Techniques are known which provide geo-localization of a user equipment (UE) in a mobile communications network. The UE is typically portable and establishes data communication with an access node of the mobile communications network via a radio link. Therefore, the UE typically exhibits a time-varying position which needs to be determined from time to time.
The position of the UE is often defined with respect to a location and/or an altitude. The location can be defined as, e.g., geographical latitude and longitude. The altitude can be defined as, e.g., elevation with respect to sea level or elevation with respect to a reference coordinate system or a geoid, e.g., as specified by the World Geodetic System (WGS) 1984, or elevation with respect to any other reference altitude.

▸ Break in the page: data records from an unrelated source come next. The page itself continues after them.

//! Punctuator lookup: longest match over a 1–4 byte window.

use crate::lang::LangFlags;
use crate::token::TokenKind;

pub struct Punctuator {
    pub tag: &'static str,
    pub kind: TokenKind,
    langs: LangFlags,
}

macro_rules! punc {
    ($tag:literal, $kind:ident, $langs:expr) => {
        Punctuator {
            tag: $tag,
            kind: TokenKind::$kind,
            langs: $langs,
        }
    };
}

const CPP: LangFlags = LangFlags::CPP;
const D: LangFlags = LangFlags::D;
const CS: LangFlags = LangFlags::CS;
const JAVA: LangFlags = LangFlags::JAVA;
const OC: LangFlags = LangFlags::OC;
const VALA: LangFlags = LangFlags::VALA;
const ECMA: LangFlags = LangFlags::ECMA;
const ALL: LangFlags = LangFlags::ALL;
const ALLC: LangFlags = LangFlags::ALLC;

/// Grouped by length, longest first; lookup scans groups in order.
static PUNC4: &[Punctuator] = &[
    punc!("!<>=", Compare, D),
    punc!(">>>=", Assign, CS.union(JAVA).union(ECMA)),
];

static PUNC3: &[Punctuator] = &[
    punc!("!<=", Compare, D),
    punc!("!<>", Compare, D),
    punc!("!==", Compare, D.union(ECMA)),
    punc!("!>=", Compare, D),
    punc!("->*", Member, CPP.union(D)),
    punc!("...", Ellipsis, ALLC),
    punc!("<<=", Assign, ALL),
    punc!("<>=", Compare, D),
    punc!("===", Compare, ECMA),
    punc!(">>=", Assign, ALL),
    punc!(">>>", Arith, CS.union(JAVA).union(ECMA)),
];

static PUNC2: &[Punctuator] = &[
    punc!("!<", Compare, D),
    punc!("!=", Compare, ALL),
    punc!("!>", Compare, D),
    punc!("##", PpConcat, ALLC),
    punc!("%=", Assign, ALL),
    punc!("&&", Bool, ALL),
    punc!("&=", Assign, ALL),
    punc!("*=", Assign, ALL),
    punc!("++", IncDecAfter, ALL),
    punc!("+=", Assign, ALL),
    punc!("--", IncDecAfter, ALL),
    punc!("-=", Assign, ALL),
    punc!("->", Member, ALLC),
    punc!("..", Ellipsis, D),
    punc!("/=", Assign, ALL),
    punc!("::", DcMember, ALLC),
    punc!("<<", Arith, ALL),
    punc!("<=", Compare, ALL),
    punc!("<>", Compare, D),
    punc!("==", Compare, ALL),
    punc!("=>", Lambda, CS.union(D).union(VALA).union(ECMA)),
    punc!(">=", Compare, ALL),
    punc!(">>", Arith, ALL),
    punc!("^=", Assign, ALL),
    punc!("|=", Assign, ALL),
    punc!("||", Bool, ALL),
    punc!("~=", Assign, D),
];

static PUNC1: &[Punctuator] = &[
    punc!("!", Not, ALL),
    punc!("#", Pound, ALL),
    punc!("%", Arith, ALL),
    punc!("&", Amp, ALL),
    punc!("(", ParenOpen, ALL),
    punc!(")", ParenClose, ALL),
    punc!("*", Star, ALL),
    punc!("+", Plus, ALL),
    punc!(",", Comma, ALL),
    punc!("-", Minus, ALL),
    punc!(".", Member, ALL),
    punc!("/", Arith, ALL),
    punc!(":", Colon, ALL),
    punc!(";", Semicolon, ALL),
    punc!("<", AngleOpen, ALL),
    punc!("=", Assign, ALL),
    punc!(">", AngleClose, ALL),
    punc!("?", Question, ALL),
    punc!("@", OcAt, OC),
    punc!("[", SquareOpen, ALL),
    punc!("]", SquareClose, ALL),
    punc!("^", Caret, ALL),
    punc!("{", BraceOpen, ALL),
    punc!("|", Arith, ALL),
    punc!("}", BraceClose, ALL),
    punc!("~", Inv, ALL),
];

/// Longest punctuator matching a prefix of `window` for the language set.
pub fn find_punctuator(window: &[u8], lang: LangFlags) -> Option<&'static Punctuator> {
    for table in [PUNC4, PUNC3, PUNC2, PUNC1] {
        let want = table[0].tag.len();
        if window.len() < want {
            continue;
        }
        let probe = &window[..want];
        if let Some(entry) = table
            .iter()
            .find(|entry| entry.tag.as_bytes() == probe && entry.langs.intersects(lang))
        {
            return Some(entry);
        }
    }
    None
}

#[cfg(test)]
mod tests {
    use super::*;

    #[test]
    fn longest_match_wins() {
        let hit = find_punctuator(b"<<=1", LangFlags::C).unwrap();
        assert_eq!(hit.tag, "<<=");
        assert_eq!(hit.kind, TokenKind::Assign);

        let hit = find_punctuator(b"<<1", LangFlags::C).unwrap();
        assert_eq!(hit.tag, "<<");

        let hit = find_punctuator(b"<1", LangFlags::C).unwrap();
        assert_eq!(hit.kind, TokenKind::AngleOpen);
    }

    #[test]
    fn language_masks_apply() {
        assert!(find_punctuator(b"~=", LangFlags::C).is_none() || {
            // "~=" is D-only; C should fall back to "~"
            find_punctuator(b"~=", LangFlags::C).unwrap().tag == "~"
        });
        assert_eq!(find_punctuator(b"~= ", LangFlags::D).unwrap().tag, "~=");
        assert_eq!(find_punctuator(b"@x", LangFlags::OC).unwrap().tag, "@");
        assert!(find_punctuator(b"@x", LangFlags::C).is_none());
    }

    #[test]
    fn short_windows_fall_through() {
        let hit = find_punctuator(b";", LangFlags::C).unwrap();
        assert_eq!(hit.kind, TokenKind::Semicolon);
        assert!(find_punctuator(b"$", LangFlags::C).is_none());
    }
}
//! Per-file driver and parallel fan-out.
//!
//! Each file runs the stage sequence on its own workspace; files are
//! independent, so the fan-out is a plain parallel iterator. The only
//! shared resource is the index handle, locked briefly per file to write
//! one batched transaction.

use std::path::{Path, PathBuf};
use std::sync::Mutex;

use anyhow::{Context, Result};
use ignore::WalkBuilder;
use rayon::prelude::*;

use crate::braces::brace_cleanup;
use crate::cleanup::tokenize_cleanup;
use crate::config::Config;
use crate::context::FileContext;
use crate::index::{digest, SymbolIndex};
use crate::lang::{self, LangFlags};
use crate::output::{self, Entry};
use crate::pawn;
use crate::scope::assign_scope;
use crate::symbols::{combine_labels, fix_symbols};
use crate::tokenize::tokenize;

/// Run the classification stages over one buffer.
pub fn classify(ctx: &mut FileContext, data: &[u8]) {
    tokenize(ctx, data);
    tokenize_cleanup(ctx);
    brace_cleanup(ctx);
    if ctx.lang.intersects(LangFlags::PAWN) {
        pawn::prescan(ctx);
    }
    fix_symbols(ctx);
    combine_labels(ctx);
    assign_scope(ctx);
}

/// What happened to one file.
#[derive(Debug, PartialEq, Eq)]
pub enum FileStatus {
    Indexed(usize),
    Unchanged,
}

/// Tokenize, classify and persist a single file.
pub fn process_file(
    index: &Mutex<SymbolIndex>,
    config: &Config,
    path: &Path,
    forced_lang: Option<LangFlags>,
    dump: bool,
    quiet: bool,
) -> Result<FileStatus> {
    let data = std::fs::read(path)
        .with_context(|| format!("failed to read {}", path.display()))?;
    let file_digest = digest(&data);
    let filename = path.to_string_lossy().into_owned();

    let filerow = {
        let mut index = index.lock().unwrap();
        index.prepare_for_file(&filename, &file_digest)?
    };
    let Some(filerow) = filerow else {
        return Ok(FileStatus::Unchanged);
    };

    let lang = forced_lang.unwrap_or_else(|| lang::from_filename(path));
    log::info!("parsing {} as {}", filename, lang::to_tag(lang));

    let mut ctx = FileContext::new(filename.clone(), lang, config.clone());
    classify(&mut ctx, &data);

    if dump {
        output::dump_tokens(&ctx, &mut std::io::stdout().lock())?;
    }

    let mut entries: Vec<Entry> = Vec::new();
    output::emit(&ctx, &mut entries)?;
    if !quiet {
        output::print_entries(&filename, &entries);
    }

    {
        let mut index = index.lock().unwrap();
        index.store_entries(filerow, &entries)?;
    }
    Ok(FileStatus::Indexed(entries.len()))
}

/// Expand paths: files pass through, directories are walked with gitignore
/// awareness and filtered to known source extensions.
pub fn discover_files(paths: &[PathBuf]) -> Result<Vec<PathBuf>> {
    let mut files = Vec::new();
    for path in paths {
        if path.is_dir() {
            let walker = WalkBuilder::new(path)
                .hidden(false)
                .git_ignore(true)
                .git_global(true)
                .git_exclude(true)
                .build();
            for entry in walker {
                let entry = entry?;
                let p = entry.path();
                if !p.is_dir() && lang::is_source_file(p) {
                    files.push(p.to_path_buf());
                }
            }
        } else {
            files.push(path.clone());
        }
    }
    files.sort();
    files.dedup();
    Ok(files)
}

/// Index a set of files in parallel. Returns (indexed, skipped, failed).
pub fn run(
    index: &Mutex<SymbolIndex>,
    config: &Config,
    files: &[PathBuf],
    forced_lang: Option<LangFlags>,
    dump: bool,
    quiet: bool,
) -> (usize, usize, usize) {
    let results: Vec<_> = files
        .par_iter()
        .map(|path| process_file(index, config, path, forced_lang, dump, quiet))
        .collect();

    let mut indexed = 0;
    let mut skipped = 0;
    let mut failed = 0;
    for (path, result) in files.iter().zip(results) {
        match result {
            Ok(FileStatus::Indexed(_)) => indexed += 1,
            Ok(FileStatus::Unchanged) => skipped += 1,
            Err(err) => {
                log::error!("{}: {err:#}", path.display());
                failed += 1;
            }
        }
    }
    (indexed, skipped, failed)
}

#[cfg(test)]
mod tests {
    use super::*;
    use crate::token::{IdKind, IdRole};

    fn emit_all(src: &str, lang: LangFlags) -> Vec<Entry> {
        let mut ctx = FileContext::new("test", lang, Config::default());
        classify(&mut ctx, src.as_bytes());
        let mut entries = Vec::new();
        output::emit(&ctx, &mut entries).unwrap();
        entries
    }

    fn find<'a>(entries: &'a [Entry], ident: &str) -> Vec<&'a Entry> {
        entries.iter().filter(|e| e.identifier == ident).collect()
    }

    #[test]
    fn simple_function_definition() {
        let entries = emit_all("int foo(int a, int b) { return a+b; }", LangFlags::C);

        let foo = find(&entries, "foo");
        assert_eq!(foo.len(), 1);
        assert_eq!(foo[0].kind, IdKind::Function);
        assert_eq!(foo[0].role, IdRole::Definition);
        assert_eq!(foo[0].scope, "<global>");
        assert_eq!(foo[0].col, 5);

        let a = find(&entries, "a");
        assert_eq!(a.len(), 2);
        assert_eq!(a[0].kind, IdKind::Var);
        assert_eq!(a[0].role, IdRole::Definition);
        assert_eq!(a[0].scope, "<global>:foo()");
        assert_eq!(a[0].col, 13);
        assert_eq!(a[1].kind, IdKind::Identifier);
        assert_eq!(a[1].role, IdRole::Reference);
        assert_eq!(a[1].scope, "<global>:foo(){}");
        assert_eq!(a[1].col, 33);

        let b = find(&entries, "b");
        assert_eq!(b[0].col, 20);
        assert_eq!(b[1].col, 35);
    }

    #[test]
    fn typedef_struct() {
        let entries = emit_all("typedef struct S { int x; } S_t;", LangFlags::C);

        let s = find(&entries, "S");
        assert_eq!(s[0].kind, IdKind::Struct);
        assert_eq!(s[0].role, IdRole::Definition);
        assert_eq!(s[0].scope, "<global>");

        let x = find(&entries, "x");
        assert_eq!(x[0].kind, IdKind::Var);
        assert_eq!(x[0].role, IdRole::Definition);
        assert_eq!(x[0].scope, "<global>:S");

        let alias = find(&entries, "S_t");
        assert_eq!(alias[0].kind, IdKind::StructType);
        assert_eq!(alias[0].role, IdRole::Definition);
        assert_eq!(alias[0].scope, "<global>");
    }

    #[test]
    fn namespace_class_method() {
        let entries = emit_all("namespace N { class C { void m(); }; }", LangFlags::CPP);

        let n = find(&entries, "N");
        assert_eq!(n[0].kind, IdKind::Namespace);
        assert_eq!(n[0].role, IdRole::Definition);

        let c = find(&entries, "C");
        assert_eq!(c[0].kind, IdKind::Class);
        assert_eq!(c[0].role, IdRole::Definition);
        assert_eq!(c[0].scope, "<global>:N");

        let m = find(&entries, "m");
        assert_eq!(m[0].kind, IdKind::Function);
        assert_eq!(m[0].role, IdRole::Declaration);
        assert_eq!(m[0].scope, "<global>:N:C");
    }

    #[test]
    fn macro_function() {
        let entries = emit_all("#define ADD(a,b) ((a)+(b))\n", LangFlags::C);
        let add = find(&entries, "ADD");
        assert_eq!(add[0].kind, IdKind::MacroFunction);
        assert_eq!(add[0].role, IdRole::Definition);
    }

    #[test]
    fn function_pointer_variable() {
        let entries = emit_all("int (*fp)(int) = 0;", LangFlags::C);
        let fp = find(&entries, "fp");
        assert_eq!(fp.len(), 1);
        assert_eq!(fp[0].kind, IdKind::Var);
        assert_eq!(fp[0].role, IdRole::Definition);
        assert_eq!(fp[0].scope, "<global>");
    }

    #[test]
    fn function_call_and_prototype() {
        let entries = emit_all("void f(void);\nvoid g(void) { f(); }", LangFlags::C);
        let f = find(&entries, "f");
        assert_eq!(f.len(), 2);
        assert_eq!(f[0].role, IdRole::Declaration);
        assert_eq!(f[1].role, IdRole::Reference);
        assert_eq!(f[1].kind, IdKind::Function);
        let g = find(&entries, "g");
        assert_eq!(g[0].role, IdRole::Definition);
    }

    #[test]
    fn enum_values() {
        let entries = emit_all("enum color { RED, GREEN = 2, BLUE };", LangFlags::C);
        let color = find(&entries, "color");
        assert_eq!(color[0].kind, IdKind::Enum);
        assert_eq!(color[0].role, IdRole::Definition);
        for name in ["RED", "GREEN", "BLUE"] {
            let e = find(&entries, name);
            assert_eq!(e[0].kind, IdKind::EnumVal, "{name}");
            assert_eq!(e[0].role, IdRole::Definition, "{name}");
            assert_eq!(e[0].scope, "<global>:color");
        }
    }

    #[test]
    fn discover_filters_extensions() {
        let dir = tempfile::tempdir().unwrap();
        std::fs::write(dir.path().join("a.c"), "int x;").unwrap();
        std::fs::write(dir.path().join("b.txt"), "nope").unwrap();
        std::fs::write(dir.path().join("c.cpp"), "int y;").unwrap();
        let files = discover_files(&[dir.path().to_path_buf()]).unwrap();
        let names: Vec<_> = files
            .iter()
            .map(|p| p.file_name().unwrap().to_string_lossy().into_owned())
            .collect();
        assert_eq!(names, vec!["a.c", "c.cpp"]);
    }
}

Various techniques are known which allow determining the location and altitude. For example, positioning by means of one or more Global Navigation Satellite Systems (GNSSs) is known. GNSSs include the Global Positioning System (GPS) and the Galileo System. A further technique of determining the position of the UE is the Observed Time Difference of Arrival (OTDOA) method. This method utilizes the differences of time measurements of downlink radio signals from a plurality of access nodes of the mobile communications network, e.g., along with knowledge of the location of the access nodes and/or their relative downlink timing. Yet a further technique of determining the position of the UE is a so-called cell identification positioning technique. Here reference signals transmitted via the radio link of the mobile communications network can be employed together with knowledge of the location of a respective access node.
Yet, such techniques face certain restrictions. Typically, an accuracy when determining the altitude of the UE is limited; in particular, error margins for the determined altitude may be significantly larger than for the determined location. For example, the accuracy of the determined altitude may be in the order of tens of meters or more—while, in comparison, the accuracy of the determined location may be in the order of one or two meters. Such limited accuracies of the determined altitude can be insufficient for various applications, including, but not limited to floor-level navigation in a high-rise building.
In this regard, it is known to perform barometric pressure measurements at the UE, e.g., from EP 1 154 231 A1 and US 2002 090 976 A1. Barometric calibration data is provided by an access node to the UE. Based on the barometric calibration data, the UE can determine its altitude, preferably with a higher accuracy.
Yet, also these techniques face certain restrictions. Due to the large number of UEs, scenarios can occur where the work-load imposed on the access node is comparably high. Further, it may be necessary to perform reference measurements, e.g., at an access node, and/or to access an external database in order to provide the barometric calibration data. E.g., the reference measurements may be subject to failure, offsets, and generally may need to be supervised. As a further example, the access to an external database, e.g., from a weather data provider, may be subject to failure as well. Further, the data of the database may be limited in accuracy. All this may increase system complexity and a likelihood of system failure.
Accordingly, there is a need for techniques which allow for providing advanced techniques for determining the altitude of a UE. In particular, a need exists for such techniques which allow for an accurate determining of the altitude. Furthermore, a need exists for such techniques which allow determining the altitude with limited computational resources. Furthermore, a need exists for such techniques with limited system complexity and low likelihood of system failure.